- **AIM OF THE TASK**: In the entries below, find the lines with the word "from" and copy them.

Dataset excerpts:
***

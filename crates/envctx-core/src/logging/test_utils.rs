//! In-memory capture of tracing events for assertions in tests.

use std::sync::{Arc, Mutex, MutexGuard, PoisonError};

use tracing::{Event, Level, Subscriber};
use tracing_subscriber::Layer;
use tracing_subscriber::layer::{Context, SubscriberExt};
use tracing_subscriber::registry::LookupSpan;

/// A captured tracing event.
#[derive(Clone, Debug)]
pub struct CapturedEvent {
    /// The log level.
    pub level: Level,
    /// The target module.
    pub target: String,
    /// The formatted message.
    pub message: String,
    /// Field key-value pairs.
    pub fields: Vec<(String, String)>,
}

impl CapturedEvent {
    /// Value of a recorded field.
    pub fn field(&self, name: &str) -> Option<&str> {
        self.fields
            .iter()
            .find(|(key, _)| key == name)
            .map(|(_, value)| value.as_str())
    }
}

/// Thread-safe store for captured events.
#[derive(Clone, Default)]
pub struct CapturedLogs {
    events: Arc<Mutex<Vec<CapturedEvent>>>,
}

impl CapturedLogs {
    fn lock(&self) -> MutexGuard<'_, Vec<CapturedEvent>> {
        self.events.lock().unwrap_or_else(PoisonError::into_inner)
    }

    /// All captured events.
    pub fn events(&self) -> Vec<CapturedEvent> {
        self.lock().clone()
    }

    /// Whether any event at `level` contains `message_contains`.
    pub fn has_event(&self, level: Level, message_contains: &str) -> bool {
        self.lock()
            .iter()
            .any(|e| e.level == level && e.message.contains(message_contains))
    }

    /// Count events at a specific level.
    pub fn count_at_level(&self, level: Level) -> usize {
        self.lock().iter().filter(|e| e.level == level).count()
    }

    /// Clear all captured events.
    pub fn clear(&self) {
        self.lock().clear();
    }
}

struct CaptureLayer {
    logs: CapturedLogs,
}

struct FieldVisitor {
    message: String,
    fields: Vec<(String, String)>,
}

impl FieldVisitor {
    fn push(&mut self, field: &tracing::field::Field, value: String) {
        if field.name() == "message" {
            self.message = value;
        } else {
            self.fields.push((field.name().to_owned(), value));
        }
    }
}

impl tracing::field::Visit for FieldVisitor {
    fn record_debug(&mut self, field: &tracing::field::Field, value: &dyn std::fmt::Debug) {
        self.push(field, format!("{value:?}"));
    }

    fn record_str(&mut self, field: &tracing::field::Field, value: &str) {
        self.push(field, value.to_owned());
    }

    fn record_f64(&mut self, field: &tracing::field::Field, value: f64) {
        self.push(field, value.to_string());
    }

    fn record_u64(&mut self, field: &tracing::field::Field, value: u64) {
        self.push(field, value.to_string());
    }

    fn record_i64(&mut self, field: &tracing::field::Field, value: i64) {
        self.push(field, value.to_string());
    }

    fn record_bool(&mut self, field: &tracing::field::Field, value: bool) {
        self.push(field, value.to_string());
    }
}

impl<S> Layer<S> for CaptureLayer
where
    S: Subscriber + for<'a> LookupSpan<'a>,
{
    fn on_event(&self, event: &Event<'_>, _ctx: Context<'_, S>) {
        let metadata = event.metadata();
        let mut visitor = FieldVisitor {
            message: String::new(),
            fields: Vec::new(),
        };
        event.record(&mut visitor);

        self.logs.lock().push(CapturedEvent {
            level: *metadata.level(),
            target: metadata.target().to_owned(),
            message: visitor.message,
            fields: visitor.fields,
        });
    }
}

/// Install a thread-local subscriber that captures every event.
///
/// Uses `set_default`, so it only applies to the current thread and is safe
/// in parallel tests. Keep the returned guard alive for the whole test; with
/// `#[tokio::test]` the default current-thread runtime keeps spawned tasks on
/// the same thread.
pub fn capture_logs() -> (CapturedLogs, tracing::subscriber::DefaultGuard) {
    let logs = CapturedLogs::default();
    let layer = CaptureLayer { logs: logs.clone() };
    let subscriber = tracing_subscriber::registry().with(layer);
    let guard = tracing::subscriber::set_default(subscriber);
    (logs, guard)
}
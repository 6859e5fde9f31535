//! In-memory collaborators for tests in downstream crates.
//!
//! Every fake counts its calls so tests can assert on fan-out and dedup
//! behavior without a network.

use std::sync::atomic::{AtomicUsize, Ordering};
use std::sync::{Mutex, PoisonError};

use async_trait::async_trait;
use envctx_core::{FetchOutcome, Holiday, ProviderError, SinkError, WeatherSnapshot};

use crate::traits::{ContextSink, HolidayProvider, PushMessage, WeatherProvider};

/// Holiday provider that always returns the same list.
pub struct StaticHolidays {
    holidays: Vec<Holiday>,
    calls: Mutex<Vec<(String, i32)>>,
}

impl StaticHolidays {
    /// Return `holidays` on every call.
    pub fn new(holidays: Vec<Holiday>) -> Self {
        Self {
            holidays,
            calls: Mutex::new(Vec::new()),
        }
    }

    /// `(country_code, year)` of every call so far.
    pub fn calls(&self) -> Vec<(String, i32)> {
        self.calls
            .lock()
            .unwrap_or_else(PoisonError::into_inner)
            .clone()
    }
}

#[async_trait]
impl HolidayProvider for StaticHolidays {
    fn name(&self) -> &'static str {
        "static-holidays"
    }

    async fn holidays(&self, country_code: &str, year: i32) -> FetchOutcome<Vec<Holiday>> {
        self.calls
            .lock()
            .unwrap_or_else(PoisonError::into_inner)
            .push((country_code.to_string(), year));
        FetchOutcome::Complete(self.holidays.clone())
    }
}

/// Holiday provider that always fails with a 503.
#[derive(Default)]
pub struct FailingHolidays {
    calls: AtomicUsize,
}

impl FailingHolidays {
    /// Number of calls so far.
    pub fn call_count(&self) -> usize {
        self.calls.load(Ordering::Relaxed)
    }
}

#[async_trait]
impl HolidayProvider for FailingHolidays {
    fn name(&self) -> &'static str {
        "failing-holidays"
    }

    async fn holidays(&self, _country_code: &str, _year: i32) -> FetchOutcome<Vec<Holiday>> {
        let _ = self.calls.fetch_add(1, Ordering::Relaxed);
        FetchOutcome::Failed(ProviderError::Status {
            provider: "failing-holidays",
            status: 503,
        })
    }
}

/// Weather provider that returns snapshots from a script.
///
/// The last entry repeats once the script is exhausted.
pub struct StaticWeather {
    script: Vec<WeatherSnapshot>,
    calls: AtomicUsize,
}

impl StaticWeather {
    /// Return `snapshot` on every call.
    pub fn new(snapshot: WeatherSnapshot) -> Self {
        Self::scripted(vec![snapshot])
    }

    /// Return each snapshot in turn, then keep returning the last one.
    pub fn scripted(script: Vec<WeatherSnapshot>) -> Self {
        Self {
            script,
            calls: AtomicUsize::new(0),
        }
    }

    /// Number of calls so far.
    pub fn call_count(&self) -> usize {
        self.calls.load(Ordering::Relaxed)
    }
}

#[async_trait]
impl WeatherProvider for StaticWeather {
    fn name(&self) -> &'static str {
        "static-weather"
    }

    async fn current(&self, _lat: f64, _lon: f64) -> FetchOutcome<WeatherSnapshot> {
        let index = self.calls.fetch_add(1, Ordering::Relaxed);
        let snapshot = self
            .script
            .get(index)
            .or_else(|| self.script.last())
            .cloned();
        match snapshot {
            Some(snapshot) => FetchOutcome::Complete(snapshot),
            None => FetchOutcome::Failed(ProviderError::Decode {
                provider: "static-weather",
                message: "empty script".to_string(),
            }),
        }
    }
}

/// Weather provider that always times out.
#[derive(Default)]
pub struct FailingWeather {
    calls: AtomicUsize,
}

impl FailingWeather {
    /// Number of calls so far.
    pub fn call_count(&self) -> usize {
        self.calls.load(Ordering::Relaxed)
    }
}

#[async_trait]
impl WeatherProvider for FailingWeather {
    fn name(&self) -> &'static str {
        "failing-weather"
    }

    async fn current(&self, _lat: f64, _lon: f64) -> FetchOutcome<WeatherSnapshot> {
        let _ = self.calls.fetch_add(1, Ordering::Relaxed);
        FetchOutcome::Failed(ProviderError::Timeout {
            provider: "failing-weather",
        })
    }
}

/// Sink that records every delivery, optionally failing each one.
#[derive(Default)]
pub struct RecordingSink {
    delivered: Mutex<Vec<PushMessage>>,
    attempts: AtomicUsize,
    failing: bool,
}

impl RecordingSink {
    /// A sink that accepts every message.
    pub fn new() -> Self {
        Self::default()
    }

    /// A sink that rejects every message with HTTP 500.
    pub fn failing() -> Self {
        Self {
            failing: true,
            ..Self::default()
        }
    }

    /// Messages accepted so far.
    pub fn deliveries(&self) -> Vec<PushMessage> {
        self.delivered
            .lock()
            .unwrap_or_else(PoisonError::into_inner)
            .clone()
    }

    /// Delivery attempts so far, including failed ones.
    pub fn attempts(&self) -> usize {
        self.attempts.load(Ordering::Relaxed)
    }
}

#[async_trait]
impl ContextSink for RecordingSink {
    async fn deliver(&self, message: &PushMessage) -> Result<(), SinkError> {
        let _ = self.attempts.fetch_add(1, Ordering::Relaxed);
        if self.failing {
            return Err(SinkError::Status(500));
        }
        self.delivered
            .lock()
            .unwrap_or_else(PoisonError::into_inner)
            .push(message.clone());
        Ok(())
    }
}
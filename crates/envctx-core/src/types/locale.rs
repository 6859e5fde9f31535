//! Language and locale.

use serde::{Deserialize, Serialize};

/// Primary language and full locale tag, e.g. `de` / `de-DE`.
#[derive(Clone, Debug, PartialEq, Eq, Serialize, Deserialize)]
pub struct LocaleInfo {
    /// Language tag.
    pub language: String,
    /// Full locale tag.
    pub locale: String,
}
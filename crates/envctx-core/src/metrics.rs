//! Metric name constants shared across crates.

/// Upstream fetches (counter, labels: provider, outcome).
pub const PROVIDER_FETCH_TOTAL: &str = "provider_fetch_total";
/// Context requests served (counter, labels: kind).
pub const CONTEXT_REQUESTS_TOTAL: &str = "context_requests_total";
/// Push scheduler ticks (counter, labels: outcome).
pub const PUSH_TICKS_TOTAL: &str = "push_ticks_total";
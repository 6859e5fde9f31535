//! Error types for upstream providers and the push sink.
//!
//! Neither error type ever reaches an HTTP client: provider errors are
//! converted to [`FetchOutcome::Failed`](crate::FetchOutcome::Failed) at the
//! aggregator boundary, and sink errors end at the scheduler tick boundary.

use thiserror::Error;

/// A failed fetch from an upstream data provider.
#[derive(Debug, Error)]
pub enum ProviderError {
    /// Connection, DNS or TLS failure.
    #[error("{provider} request failed: {message}")]
    Transport {
        /// Provider name.
        provider: &'static str,
        /// Transport error description.
        message: String,
    },
    /// The request did not finish within the configured timeout.
    #[error("{provider} request timed out")]
    Timeout {
        /// Provider name.
        provider: &'static str,
    },
    /// Non-2xx response.
    #[error("{provider} returned HTTP {status}")]
    Status {
        /// Provider name.
        provider: &'static str,
        /// HTTP status code.
        status: u16,
    },
    /// The body was not the expected JSON shape.
    #[error("{provider} returned an undecodable payload: {message}")]
    Decode {
        /// Provider name.
        provider: &'static str,
        /// Decoder error description.
        message: String,
    },
}

impl ProviderError {
    /// Name of the provider that failed.
    pub fn provider(&self) -> &'static str {
        match self {
            Self::Transport { provider, .. }
            | Self::Timeout { provider }
            | Self::Status { provider, .. }
            | Self::Decode { provider, .. } => provider,
        }
    }

    /// Short machine-readable kind, used as a metric label.
    pub fn kind(&self) -> &'static str {
        match self {
            Self::Transport { .. } => "transport",
            Self::Timeout { .. } => "timeout",
            Self::Status { .. } => "status",
            Self::Decode { .. } => "decode",
        }
    }
}

/// A failed delivery to the push sink.
#[derive(Debug, Error)]
pub enum SinkError {
    /// Connection, DNS or TLS failure.
    #[error("sink delivery failed: {0}")]
    Transport(String),
    /// The delivery did not finish within the configured timeout.
    #[error("sink delivery timed out")]
    Timeout,
    /// Non-2xx response from the sink.
    #[error("sink returned HTTP {0}")]
    Status(u16),
    /// The payload could not be serialized.
    #[error("failed to encode push payload: {0}")]
    Encode(#[from] serde_json::Error),
}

***

- **OUTPUT**:
/// Weather provider that returns snapshots from a script.
/// A failed fetch from an upstream data provider.
    /// Non-2xx response from the sink.
    Encode(#[from] serde_json::Error),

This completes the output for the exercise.